An illustrated guide to the people seen on the T

After a month-long hiatus, the orange line will soon be back in service. Do you remember these characters? Did you miss them? Are you one of them?‎

Jhe Orange Line is expected to come back online on Monday, and Boston residents are preparing to resume their regular trips. And by extension — headaches.

Navigating the T requires a certain type of tenacity. It’s strong. It’s packed with people. Sometimes it’s delayed. Here and there sparks fly.

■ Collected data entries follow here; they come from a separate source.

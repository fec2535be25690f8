// Copyright 2025 the Understory Authors
// SPDX-License-Identifier: Apache-2.0 OR MIT

//! Tagged deferred drawing commands.

use kurbo::Point;

use crate::gradient::{ColorStop, GradientShape};
use crate::style::{StyleProperty, StyleValue};

/// A path construction or painting call on the drawing surface.
#[derive(Clone, Copy, Debug, PartialEq)]
pub enum PathOp {
    /// Start a new path.
    BeginPath,
    /// Close the current subpath.
    ClosePath,
    /// Move the pen without drawing.
    MoveTo(Point),
    /// Straight segment to the point.
    LineTo(Point),
    /// Quadratic curve: control point, end point.
    QuadTo(Point, Point),
    /// Cubic curve: two control points, end point.
    CurveTo(Point, Point, Point),
    /// Circular arc around `center`.
    Arc {
        /// Center of the arc.
        center: Point,
        /// Radius of the arc.
        radius: f64,
        /// Start angle in radians.
        start_angle: f64,
        /// End angle in radians.
        end_angle: f64,
        /// Sweep direction.
        anticlockwise: bool,
    },
    /// Fill the current path with the fill style.
    Fill,
    /// Stroke the current path with the stroke style.
    Stroke,
}

impl PathOp {
    /// Surface method name of the operation.
    pub const fn name(&self) -> &'static str {
        match self {
            Self::BeginPath => "beginPath",
            Self::ClosePath => "closePath",
            Self::MoveTo(_) => "moveTo",
            Self::LineTo(_) => "lineTo",
            Self::QuadTo(..) => "quadraticCurveTo",
            Self::CurveTo(..) => "bezierCurveTo",
            Self::Arc { .. } => "arc",
            Self::Fill => "fill",
            Self::Stroke => "stroke",
        }
    }
}

/// Which paint slot a gradient is assigned to.
#[derive(Clone, Copy, Debug, PartialEq, Eq, Hash)]
pub enum PaintTarget {
    /// `fillStyle`.
    Fill,
    /// `strokeStyle`.
    Stroke,
}

impl PaintTarget {
    /// The style property behind this slot.
    pub const fn property(self) -> StyleProperty {
        match self {
            Self::Fill => StyleProperty::FillStyle,
            Self::Stroke => StyleProperty::StrokeStyle,
        }
    }
}

/// Coarse classification of a [`Command`].
#[derive(Clone, Copy, Debug, PartialEq, Eq, Hash)]
pub enum CommandKind {
    /// Direct surface method call.
    ContextCall,
    /// Surface property assignment.
    PropertySet,
    /// Gradient object creation.
    GradientCreate,
    /// Method call on the current gradient object.
    GradientCall,
    /// Assignment of the current gradient to a paint slot.
    GradientAssign,
    /// Remember the current value of a style property.
    SaveValue,
    /// Restore the remembered value of a style property.
    RestoreValue,
}

/// One deferred drawing operation.
///
/// Gradient commands form a small protocol: [`Command::CreateGradient`] binds
/// a new current gradient, [`Command::AddColorStop`] appends to it, and
/// [`Command::AssignGradient`] installs it as a paint. [`Command::SaveValue`]
/// and [`Command::RestoreValue`] bracket a temporary style override.
#[derive(Clone, Debug, PartialEq)]
pub enum Command {
    /// Path construction or painting.
    Call(PathOp),
    /// Style property assignment.
    Set(StyleValue),
    /// Create the current gradient.
    CreateGradient(GradientShape),
    /// Add a stop to the current gradient.
    AddColorStop(ColorStop),
    /// Install the current gradient as a paint.
    AssignGradient(PaintTarget),
    /// Remember the value of a style property.
    SaveValue(StyleProperty),
    /// Put back the remembered value of a style property.
    RestoreValue(StyleProperty),
}

impl Command {
    /// Classification of this command.
    pub const fn kind(&self) -> CommandKind {
        match self {
            Self::Call(_) => CommandKind::ContextCall,
            Self::Set(_) => CommandKind::PropertySet,
            Self::CreateGradient(_) => CommandKind::GradientCreate,
            Self::AddColorStop(_) => CommandKind::GradientCall,
            Self::AssignGradient(_) => CommandKind::GradientAssign,
            Self::SaveValue(_) => CommandKind::SaveValue,
            Self::RestoreValue(_) => CommandKind::RestoreValue,
        }
    }

    /// Surface-level name of the method or property involved.
    pub const fn name(&self) -> &'static str {
        match self {
            Self::Call(op) => op.name(),
            Self::Set(value) => value.property().name(),
            Self::CreateGradient(GradientShape::Linear { .. }) => "createLinearGradient",
            Self::CreateGradient(GradientShape::Radial { .. }) => "createRadialGradient",
            Self::AddColorStop(_) => "addColorStop",
            Self::AssignGradient(target) => target.property().name(),
            Self::SaveValue(property) | Self::RestoreValue(property) => property.name(),
        }
    }
}
// Copyright 2025 the Understory Authors
// SPDX-License-Identifier: Apache-2.0 OR MIT

//! Pointer routing to interactive nodes.
//!
//! Every container on stage that [`mouse_enabled`](Stage::mouse_enabled)
//! reports as enabled is tested against the pointer position with
//! [`hit_test_point`](Stage::hit_test_point). Targets are visited in tree
//! order, parents before children, and each hit target gets its own event.

use kurbo::Point;
use tracing::trace;
use understory_event::{EventPayload, EventType};

use crate::stage::Stage;
use crate::types::{NodeFlags, NodeId};

impl Stage {
    /// Report a pointer move to stage coordinates `point`.
    ///
    /// Targets the pointer entered get `mouseOver`, targets it is inside get
    /// `mouseMove`, and targets it left get `mouseOut`.
    pub fn pointer_move(&mut self, point: Point) {
        for id in self.pointer_targets() {
            let inside = self.pointer_hits(id, point);
            let Some(node) = self.tree.get_mut(id) else {
                continue;
            };
            let was_inside = node.flags.contains(NodeFlags::POINTER_INSIDE);
            node.flags.set(NodeFlags::POINTER_INSIDE, inside);

            match (was_inside, inside) {
                (false, true) => {
                    trace!(?id, "pointer entered");
                    self.pointer_event(id, EventType::MOUSE_OVER, point);
                    self.pointer_event(id, EventType::MOUSE_MOVE, point);
                }
                (true, true) => self.pointer_event(id, EventType::MOUSE_MOVE, point),
                (true, false) => {
                    trace!(?id, "pointer left");
                    self.pointer_event(id, EventType::MOUSE_OUT, point);
                }
                (false, false) => {}
            }
        }
    }

    /// Report a click at stage coordinates `point`.
    ///
    /// Returns how many targets were hit.
    pub fn pointer_click(&mut self, point: Point) -> usize {
        self.pointer_press(point, EventType::CLICK)
    }

    /// Report a double click at stage coordinates `point`.
    ///
    /// Returns how many targets were hit.
    pub fn pointer_double_click(&mut self, point: Point) -> usize {
        self.pointer_press(point, EventType::DOUBLE_CLICK)
    }

    fn pointer_press(&mut self, point: Point, kind: EventType) -> usize {
        let mut hits = 0;
        for id in self.pointer_targets() {
            if self.pointer_hits(id, point) {
                hits += 1;
                self.pointer_event(id, kind.clone(), point);
            }
        }
        hits
    }

    /// Interactive nodes on stage, in pre-order.
    fn pointer_targets(&self) -> Vec<NodeId> {
        let mut targets = self.tree.subtree(self.root);
        targets.retain(|&id| self.kind(id).is_some_and(|k| k.is_interactive()));
        targets
    }

    fn pointer_hits(&self, id: NodeId, point: Point) -> bool {
        self.mouse_enabled(id) && self.hit_test_point(id, point).unwrap_or(false)
    }

    fn pointer_event(&mut self, id: NodeId, kind: EventType, point: Point) {
        let Ok(local) = self.global_to_local(id, point) else {
            return;
        };
        self.notify(
            id,
            kind,
            EventPayload::Pointer {
                stage_x: point.x,
                stage_y: point.y,
                local_x: local.x,
                local_y: local.y,
            },
        );
    }
}
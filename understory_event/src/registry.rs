// Copyright 2025 the Understory Authors
// SPDX-License-Identifier: Apache-2.0 OR MIT

use alloc::vec::Vec;
use core::fmt;

use hashbrown::HashMap;
use smallvec::SmallVec;

use crate::dispatcher::Listener;
use crate::event::EventType;

/// Handle returned by [`EventDispatcher::add_listener`], used for removal.
#[derive(Copy, Clone, Debug, PartialEq, Eq, Hash, PartialOrd, Ord)]
pub struct ListenerId(u64);

/// Listeners captured for one delivery.
pub type Snapshot<H, K> = SmallVec<[Listener<H, K>; 4]>;

struct Entry<H, K> {
    id: ListenerId,
    listener: Listener<H, K>,
}

/// Listeners grouped by event type, each group in registration order.
pub struct EventDispatcher<H, K> {
    listeners: HashMap<EventType, Vec<Entry<H, K>>>,
    next_id: u64,
}

impl<H, K> Default for EventDispatcher<H, K> {
    fn default() -> Self {
        Self {
            listeners: HashMap::new(),
            next_id: 0,
        }
    }
}

impl<H, K> fmt::Debug for EventDispatcher<H, K> {
    fn fmt(&self, f: &mut fmt::Formatter<'_>) -> fmt::Result {
        let mut map = f.debug_map();
        for (kind, entries) in &self.listeners {
            map.entry(&kind.as_str(), &entries.len());
        }
        map.finish()
    }
}

impl<H, K> EventDispatcher<H, K> {
    /// Create an empty registry.
    pub fn new() -> Self {
        Self::default()
    }

    /// Register `listener` for `kind`; it runs after previously registered ones.
    pub fn add_listener(&mut self, kind: EventType, listener: Listener<H, K>) -> ListenerId {
        let id = ListenerId(self.next_id);
        self.next_id += 1;
        self.listeners
            .entry(kind)
            .or_default()
            .push(Entry { id, listener });
        id
    }

    /// Remove a listener. Returns `false` if it was not registered for `kind`.
    pub fn remove_listener(&mut self, kind: &EventType, id: ListenerId) -> bool {
        let Some(entries) = self.listeners.get_mut(kind) else {
            return false;
        };
        let before = entries.len();
        entries.retain(|e| e.id != id);
        let removed = entries.len() != before;
        if entries.is_empty() {
            self.listeners.remove(kind);
        }
        removed
    }

    /// Whether at least one listener is registered for `kind`.
    pub fn has_listener(&self, kind: &EventType) -> bool {
        self.listeners.get(kind).is_some_and(|e| !e.is_empty())
    }

    /// Clone out the listeners for `kind`, in registration order.
    ///
    /// Deliver from the snapshot so that listeners may mutate the registry
    /// while they run.
    pub fn snapshot(&self, kind: &EventType) -> Snapshot<H, K> {
        self.listeners
            .get(kind)
            .map(|entries| entries.iter().map(|e| e.listener.clone()).collect())
            .unwrap_or_default()
    }

    /// Remove every listener.
    pub fn clear(&mut self) {
        self.listeners.clear();
    }

    /// Whether no listener is registered at all.
    pub fn is_empty(&self) -> bool {
        self.listeners.is_empty()
    }
}
// Copyright 2025 the Understory Authors
// SPDX-License-Identifier: Apache-2.0 OR MIT

use core::fmt;

use crate::numeric::{clamp_alpha, clamp_color};

/// An 8-bit RGB color with a floating point alpha.
///
/// Displays as a CSS-style `rgba(r,g,b,a)` string, which is the resolved
/// style string handed to canvas-like surfaces.
#[derive(Clone, Copy, Debug, PartialEq)]
pub struct Rgba {
    /// Red channel.
    pub red: u8,
    /// Green channel.
    pub green: u8,
    /// Blue channel.
    pub blue: u8,
    /// Alpha in `0.0..=1.0`.
    pub alpha: f64,
}

impl Rgba {
    /// Opaque black, the default fill and stroke style.
    pub const BLACK: Self = Self {
        red: 0,
        green: 0,
        blue: 0,
        alpha: 1.0,
    };

    /// Build a color from a `0xRRGGBB` value and an alpha.
    ///
    /// The color is clamped to `0xFFFFFF` and the alpha to `0.0..=1.0`.
    pub fn from_hex(color: u32, alpha: f64) -> Self {
        let [_, red, green, blue] = clamp_color(color).to_be_bytes();
        Self {
            red,
            green,
            blue,
            alpha: clamp_alpha(alpha),
        }
    }

    /// The `0xRRGGBB` value of this color, ignoring alpha.
    pub fn to_hex(self) -> u32 {
        (u32::from(self.red) << 16) | (u32::from(self.green) << 8) | u32::from(self.blue)
    }
}

impl Default for Rgba {
    fn default() -> Self {
        Self::BLACK
    }
}

impl fmt::Display for Rgba {
    fn fmt(&self, f: &mut fmt::Formatter<'_>) -> fmt::Result {
        write!(
            f,
            "rgba({},{},{},{})",
            self.red, self.green, self.blue, self.alpha
        )
    }
}
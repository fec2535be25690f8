// Copyright 2025 the Understory Authors
// SPDX-License-Identifier: Apache-2.0 OR MIT

//! Per-node state stored in the arena.

use kurbo::{Point, Rect};
use understory_event::EventDispatcher;
use understory_graphics::Graphics;

use crate::bitmap::BitmapData;
use crate::loader::LoaderInfo;
use crate::stage::Stage;
use crate::surface::Surface;
use crate::types::{NodeFlags, NodeId, NodeKind};

/// Position, scale, rotation and opacity of a node relative to its parent.
#[derive(Clone, Copy, Debug, PartialEq)]
pub(crate) struct Transform {
    pub(crate) x: f64,
    pub(crate) y: f64,
    pub(crate) scale_x: f64,
    pub(crate) scale_y: f64,
    /// Degrees.
    pub(crate) rotation: f64,
    pub(crate) alpha: f64,
}

impl Default for Transform {
    fn default() -> Self {
        Self {
            x: 0.0,
            y: 0.0,
            scale_x: 1.0,
            scale_y: 1.0,
            rotation: 0.0,
            alpha: 1.0,
        }
    }
}

/// What a node paints.
#[derive(Debug)]
pub(crate) enum Content {
    Stage,
    Sprite(Graphics),
    Shape(Graphics),
    Bitmap(Option<BitmapData>),
    Loader(LoaderInfo),
}

impl Content {
    pub(crate) fn kind(&self) -> NodeKind {
        match self {
            Self::Stage => NodeKind::Stage,
            Self::Sprite(_) => NodeKind::Sprite,
            Self::Shape(_) => NodeKind::Shape,
            Self::Bitmap(_) => NodeKind::Bitmap,
            Self::Loader(_) => NodeKind::Loader,
        }
    }

    pub(crate) fn graphics(&self) -> Option<&Graphics> {
        match self {
            Self::Sprite(g) | Self::Shape(g) => Some(g),
            _ => None,
        }
    }

    pub(crate) fn graphics_mut(&mut self) -> Option<&mut Graphics> {
        match self {
            Self::Sprite(g) | Self::Shape(g) => Some(g),
            _ => None,
        }
    }

    /// Extent of the node's own content, ignoring children.
    ///
    /// `visual` selects stroke-inclusive bounds over the geometric rectangle.
    pub(crate) fn extent(&self, visual: bool) -> Option<Rect> {
        match self {
            Self::Sprite(g) | Self::Shape(g) if g.has_geometry() => {
                Some(if visual { g.bounds() } else { g.rect() })
            }
            Self::Bitmap(Some(data)) => Some(data.rect()),
            _ => None,
        }
    }
}

/// Rasterized content and where it sits in local space.
#[derive(Debug)]
pub(crate) struct Cache {
    pub(crate) surface: Box<dyn Surface>,
    pub(crate) origin: Point,
}

#[derive(Debug)]
pub(crate) struct Node {
    pub(crate) generation: u32,
    pub(crate) parent: Option<NodeId>,
    pub(crate) children: Vec<NodeId>,
    pub(crate) name: Option<String>,
    pub(crate) transform: Transform,
    pub(crate) flags: NodeFlags,
    pub(crate) mask: Option<NodeId>,
    pub(crate) scroll_rect: Option<Rect>,
    pub(crate) content: Content,
    pub(crate) cache: Option<Cache>,
    pub(crate) listeners: EventDispatcher<Stage, NodeId>,
}

impl Node {
    pub(crate) fn new(generation: u32, content: Content) -> Self {
        Self {
            generation,
            parent: None,
            children: Vec::new(),
            name: None,
            transform: Transform::default(),
            flags: NodeFlags::default(),
            mask: None,
            scroll_rect: None,
            content,
            cache: None,
            listeners: EventDispatcher::new(),
        }
    }

    pub(crate) fn kind(&self) -> NodeKind {
        self.content.kind()
    }

    pub(crate) fn is_visible(&self) -> bool {
        self.flags.contains(NodeFlags::VISIBLE)
    }

    /// Drop the rasterized content so it is rebuilt on the next paint.
    pub(crate) fn invalidate_cache(&mut self) {
        self.cache = None;
    }
}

But many commuters can probably agree that it’s the other runners on the T that really complete the chaos.

Here’s an illustrated guide to the archetypes you’ll likely run into while riding the MBTA. (And we realize there are many, many more. Let us know in the comments.)

RZESA/GLOBE ALLIED PERSONNEL

The pillar

Last in, first out. They refuse to stand anywhere but right by the door, perpetually in everyone’s way. Go around, go under or get locked in – and wait seven more minutes for the next train.‎

RZESA/GLOBE ALLIED PERSONNEL

The Walking Dead

Eyes half closed. Barely paid attention. They may be physically on the T, but their minds are upside down. As the doors close they realize – oops, that was my stop.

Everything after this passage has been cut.